What you will do: Pull every line containing "span" from the entries.

Material for this exercise:
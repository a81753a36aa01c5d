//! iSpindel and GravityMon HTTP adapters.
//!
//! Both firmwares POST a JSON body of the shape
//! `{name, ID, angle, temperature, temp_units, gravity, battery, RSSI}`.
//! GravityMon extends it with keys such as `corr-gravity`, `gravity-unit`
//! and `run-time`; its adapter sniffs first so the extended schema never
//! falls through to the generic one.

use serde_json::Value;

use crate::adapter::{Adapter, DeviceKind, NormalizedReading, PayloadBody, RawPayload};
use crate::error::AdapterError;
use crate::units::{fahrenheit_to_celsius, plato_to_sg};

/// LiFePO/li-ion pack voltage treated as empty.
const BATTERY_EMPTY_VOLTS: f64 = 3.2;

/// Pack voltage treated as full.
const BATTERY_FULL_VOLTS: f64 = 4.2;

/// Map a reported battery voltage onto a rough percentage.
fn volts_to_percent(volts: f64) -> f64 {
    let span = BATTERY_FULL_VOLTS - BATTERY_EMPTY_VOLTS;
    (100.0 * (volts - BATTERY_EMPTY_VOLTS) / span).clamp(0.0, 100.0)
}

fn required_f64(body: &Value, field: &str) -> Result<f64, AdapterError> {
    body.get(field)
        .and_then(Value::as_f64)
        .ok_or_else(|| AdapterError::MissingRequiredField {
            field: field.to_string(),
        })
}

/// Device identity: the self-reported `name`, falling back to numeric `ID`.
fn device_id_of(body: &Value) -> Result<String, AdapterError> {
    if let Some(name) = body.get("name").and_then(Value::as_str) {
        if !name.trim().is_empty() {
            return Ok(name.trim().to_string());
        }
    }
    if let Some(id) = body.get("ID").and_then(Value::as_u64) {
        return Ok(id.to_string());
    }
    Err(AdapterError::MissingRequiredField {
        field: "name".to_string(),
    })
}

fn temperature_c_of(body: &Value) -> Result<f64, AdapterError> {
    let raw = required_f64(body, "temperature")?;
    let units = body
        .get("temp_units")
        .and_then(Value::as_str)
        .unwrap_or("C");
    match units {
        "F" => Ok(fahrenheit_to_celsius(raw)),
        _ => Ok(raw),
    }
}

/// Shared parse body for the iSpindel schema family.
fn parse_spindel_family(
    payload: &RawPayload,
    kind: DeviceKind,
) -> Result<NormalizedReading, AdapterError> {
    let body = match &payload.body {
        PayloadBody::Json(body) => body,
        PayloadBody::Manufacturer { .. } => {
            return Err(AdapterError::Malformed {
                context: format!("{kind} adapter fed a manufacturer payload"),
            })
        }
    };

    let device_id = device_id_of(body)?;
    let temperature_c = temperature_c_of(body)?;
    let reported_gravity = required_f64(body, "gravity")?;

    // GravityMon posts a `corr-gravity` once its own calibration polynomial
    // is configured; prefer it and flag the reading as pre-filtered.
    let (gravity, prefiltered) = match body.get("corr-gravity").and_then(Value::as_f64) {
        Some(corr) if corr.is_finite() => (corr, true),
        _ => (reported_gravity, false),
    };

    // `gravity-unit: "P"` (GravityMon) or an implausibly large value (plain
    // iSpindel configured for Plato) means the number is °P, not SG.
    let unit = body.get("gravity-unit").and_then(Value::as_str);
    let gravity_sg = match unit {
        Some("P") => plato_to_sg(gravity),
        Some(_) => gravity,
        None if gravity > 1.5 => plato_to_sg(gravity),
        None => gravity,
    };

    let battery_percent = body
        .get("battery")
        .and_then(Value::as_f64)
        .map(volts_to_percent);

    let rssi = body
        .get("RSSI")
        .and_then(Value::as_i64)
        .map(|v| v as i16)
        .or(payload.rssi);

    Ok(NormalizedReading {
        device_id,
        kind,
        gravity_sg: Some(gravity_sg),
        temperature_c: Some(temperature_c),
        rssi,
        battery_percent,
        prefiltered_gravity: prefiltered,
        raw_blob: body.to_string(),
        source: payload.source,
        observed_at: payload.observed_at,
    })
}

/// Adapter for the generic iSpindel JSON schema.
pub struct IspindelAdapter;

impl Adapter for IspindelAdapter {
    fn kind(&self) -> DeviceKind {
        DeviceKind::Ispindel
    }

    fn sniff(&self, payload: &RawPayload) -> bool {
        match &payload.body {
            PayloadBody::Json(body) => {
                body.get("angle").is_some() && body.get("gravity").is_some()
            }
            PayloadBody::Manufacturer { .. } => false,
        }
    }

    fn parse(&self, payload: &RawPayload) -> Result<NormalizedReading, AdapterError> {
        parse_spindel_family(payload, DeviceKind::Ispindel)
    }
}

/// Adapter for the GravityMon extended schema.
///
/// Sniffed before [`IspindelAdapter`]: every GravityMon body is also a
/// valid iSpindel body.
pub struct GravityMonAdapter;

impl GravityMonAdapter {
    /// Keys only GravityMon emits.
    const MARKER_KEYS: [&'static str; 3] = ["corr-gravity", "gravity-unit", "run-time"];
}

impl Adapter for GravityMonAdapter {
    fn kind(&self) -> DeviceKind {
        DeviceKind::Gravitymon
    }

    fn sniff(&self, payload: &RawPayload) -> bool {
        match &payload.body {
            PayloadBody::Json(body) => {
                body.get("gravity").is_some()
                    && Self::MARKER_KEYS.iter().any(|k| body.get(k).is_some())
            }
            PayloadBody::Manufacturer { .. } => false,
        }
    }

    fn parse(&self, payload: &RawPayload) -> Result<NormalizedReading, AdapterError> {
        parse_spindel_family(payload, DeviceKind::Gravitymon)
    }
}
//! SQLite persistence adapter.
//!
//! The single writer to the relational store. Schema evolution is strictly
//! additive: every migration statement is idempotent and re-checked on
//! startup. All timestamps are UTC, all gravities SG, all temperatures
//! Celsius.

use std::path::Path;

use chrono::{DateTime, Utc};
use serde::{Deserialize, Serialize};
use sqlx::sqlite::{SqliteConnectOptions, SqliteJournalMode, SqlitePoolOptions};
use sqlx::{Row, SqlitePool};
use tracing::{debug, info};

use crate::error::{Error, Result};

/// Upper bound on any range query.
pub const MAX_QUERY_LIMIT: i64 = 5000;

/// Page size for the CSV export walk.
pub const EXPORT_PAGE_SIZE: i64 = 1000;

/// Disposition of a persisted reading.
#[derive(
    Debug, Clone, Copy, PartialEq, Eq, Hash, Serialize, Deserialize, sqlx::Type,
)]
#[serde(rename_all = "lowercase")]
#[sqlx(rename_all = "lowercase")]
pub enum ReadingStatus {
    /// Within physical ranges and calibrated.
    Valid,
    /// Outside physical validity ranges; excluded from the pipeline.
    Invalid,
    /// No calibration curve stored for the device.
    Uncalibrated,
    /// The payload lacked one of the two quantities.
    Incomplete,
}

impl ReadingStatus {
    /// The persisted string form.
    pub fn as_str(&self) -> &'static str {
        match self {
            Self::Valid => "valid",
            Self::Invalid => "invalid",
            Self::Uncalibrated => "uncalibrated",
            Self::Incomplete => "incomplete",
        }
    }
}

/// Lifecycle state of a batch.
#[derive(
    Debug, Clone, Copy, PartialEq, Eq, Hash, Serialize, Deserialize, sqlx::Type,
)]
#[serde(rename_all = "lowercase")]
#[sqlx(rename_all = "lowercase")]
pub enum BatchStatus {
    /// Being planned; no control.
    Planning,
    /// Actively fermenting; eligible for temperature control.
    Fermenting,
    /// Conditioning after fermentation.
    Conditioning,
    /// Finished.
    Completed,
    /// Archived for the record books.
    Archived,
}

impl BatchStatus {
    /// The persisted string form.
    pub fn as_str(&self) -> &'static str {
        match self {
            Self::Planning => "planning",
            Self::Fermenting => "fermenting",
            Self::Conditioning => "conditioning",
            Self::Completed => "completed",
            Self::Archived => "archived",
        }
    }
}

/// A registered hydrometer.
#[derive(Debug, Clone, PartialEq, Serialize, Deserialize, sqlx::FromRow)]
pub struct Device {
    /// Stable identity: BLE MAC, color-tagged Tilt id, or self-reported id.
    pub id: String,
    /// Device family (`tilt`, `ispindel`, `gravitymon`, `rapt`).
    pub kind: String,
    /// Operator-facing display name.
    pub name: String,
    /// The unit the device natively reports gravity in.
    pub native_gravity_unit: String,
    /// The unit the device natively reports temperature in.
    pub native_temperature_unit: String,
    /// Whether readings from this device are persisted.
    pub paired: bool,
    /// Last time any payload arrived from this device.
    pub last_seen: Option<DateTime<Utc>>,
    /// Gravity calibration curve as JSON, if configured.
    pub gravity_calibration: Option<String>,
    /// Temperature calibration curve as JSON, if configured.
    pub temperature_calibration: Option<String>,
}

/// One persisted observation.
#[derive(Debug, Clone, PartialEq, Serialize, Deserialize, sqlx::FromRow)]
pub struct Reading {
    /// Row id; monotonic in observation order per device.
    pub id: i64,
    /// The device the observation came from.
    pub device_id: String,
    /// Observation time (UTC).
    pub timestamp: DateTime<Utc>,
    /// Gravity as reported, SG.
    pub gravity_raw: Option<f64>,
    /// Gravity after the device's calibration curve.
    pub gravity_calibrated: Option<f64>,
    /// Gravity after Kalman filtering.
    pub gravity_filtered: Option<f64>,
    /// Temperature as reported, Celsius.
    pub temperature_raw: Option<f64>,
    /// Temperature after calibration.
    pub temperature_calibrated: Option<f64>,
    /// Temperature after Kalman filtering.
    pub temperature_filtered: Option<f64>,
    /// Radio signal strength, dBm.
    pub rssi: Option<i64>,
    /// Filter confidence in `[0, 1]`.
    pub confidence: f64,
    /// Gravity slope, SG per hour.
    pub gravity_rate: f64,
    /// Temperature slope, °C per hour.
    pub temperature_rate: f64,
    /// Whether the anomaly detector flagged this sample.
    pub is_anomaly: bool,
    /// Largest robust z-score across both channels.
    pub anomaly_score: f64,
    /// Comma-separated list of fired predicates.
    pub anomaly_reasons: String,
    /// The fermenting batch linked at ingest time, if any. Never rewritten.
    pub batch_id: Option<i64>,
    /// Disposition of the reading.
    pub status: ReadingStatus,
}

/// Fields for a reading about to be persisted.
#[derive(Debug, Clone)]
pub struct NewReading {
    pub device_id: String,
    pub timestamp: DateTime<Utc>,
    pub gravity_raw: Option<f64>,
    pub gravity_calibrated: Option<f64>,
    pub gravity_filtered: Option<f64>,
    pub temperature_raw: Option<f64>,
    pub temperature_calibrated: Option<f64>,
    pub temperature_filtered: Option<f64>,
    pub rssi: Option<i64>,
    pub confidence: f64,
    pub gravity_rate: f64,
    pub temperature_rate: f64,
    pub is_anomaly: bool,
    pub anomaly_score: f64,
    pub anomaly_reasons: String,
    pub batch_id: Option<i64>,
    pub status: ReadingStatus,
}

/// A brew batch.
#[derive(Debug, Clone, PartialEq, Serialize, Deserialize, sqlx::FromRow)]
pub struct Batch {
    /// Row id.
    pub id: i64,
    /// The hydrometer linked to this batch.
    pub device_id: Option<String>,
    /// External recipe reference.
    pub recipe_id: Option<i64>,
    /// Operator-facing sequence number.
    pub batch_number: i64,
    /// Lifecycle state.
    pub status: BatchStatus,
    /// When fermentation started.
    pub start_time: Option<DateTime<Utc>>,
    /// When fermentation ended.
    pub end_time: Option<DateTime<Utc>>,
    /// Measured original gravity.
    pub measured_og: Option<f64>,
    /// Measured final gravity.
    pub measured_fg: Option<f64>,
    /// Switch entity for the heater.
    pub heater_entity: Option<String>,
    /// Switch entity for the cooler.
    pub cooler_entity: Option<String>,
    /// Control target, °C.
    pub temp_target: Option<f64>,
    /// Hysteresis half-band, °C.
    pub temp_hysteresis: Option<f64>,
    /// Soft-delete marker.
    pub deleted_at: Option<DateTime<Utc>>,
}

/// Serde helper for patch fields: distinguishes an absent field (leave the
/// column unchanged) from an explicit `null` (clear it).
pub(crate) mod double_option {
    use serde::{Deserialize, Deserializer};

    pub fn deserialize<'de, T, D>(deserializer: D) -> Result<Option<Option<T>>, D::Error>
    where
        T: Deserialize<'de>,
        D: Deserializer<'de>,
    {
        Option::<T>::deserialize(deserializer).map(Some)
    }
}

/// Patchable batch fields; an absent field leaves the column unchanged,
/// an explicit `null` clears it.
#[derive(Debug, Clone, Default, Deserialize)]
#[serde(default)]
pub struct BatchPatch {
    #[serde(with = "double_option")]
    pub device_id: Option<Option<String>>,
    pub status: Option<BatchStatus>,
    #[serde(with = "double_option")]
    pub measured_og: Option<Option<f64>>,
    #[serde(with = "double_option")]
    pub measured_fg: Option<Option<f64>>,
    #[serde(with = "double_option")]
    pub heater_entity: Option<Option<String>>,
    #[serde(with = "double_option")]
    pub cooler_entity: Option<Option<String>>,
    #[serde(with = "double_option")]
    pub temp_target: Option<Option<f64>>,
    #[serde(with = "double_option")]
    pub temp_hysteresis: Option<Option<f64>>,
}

Answer:
    let span = BATTERY_FULL_VOLTS - BATTERY_EMPTY_VOLTS;
    (100.0 * (volts - BATTERY_EMPTY_VOLTS) / span).clamp(0.0, 100.0)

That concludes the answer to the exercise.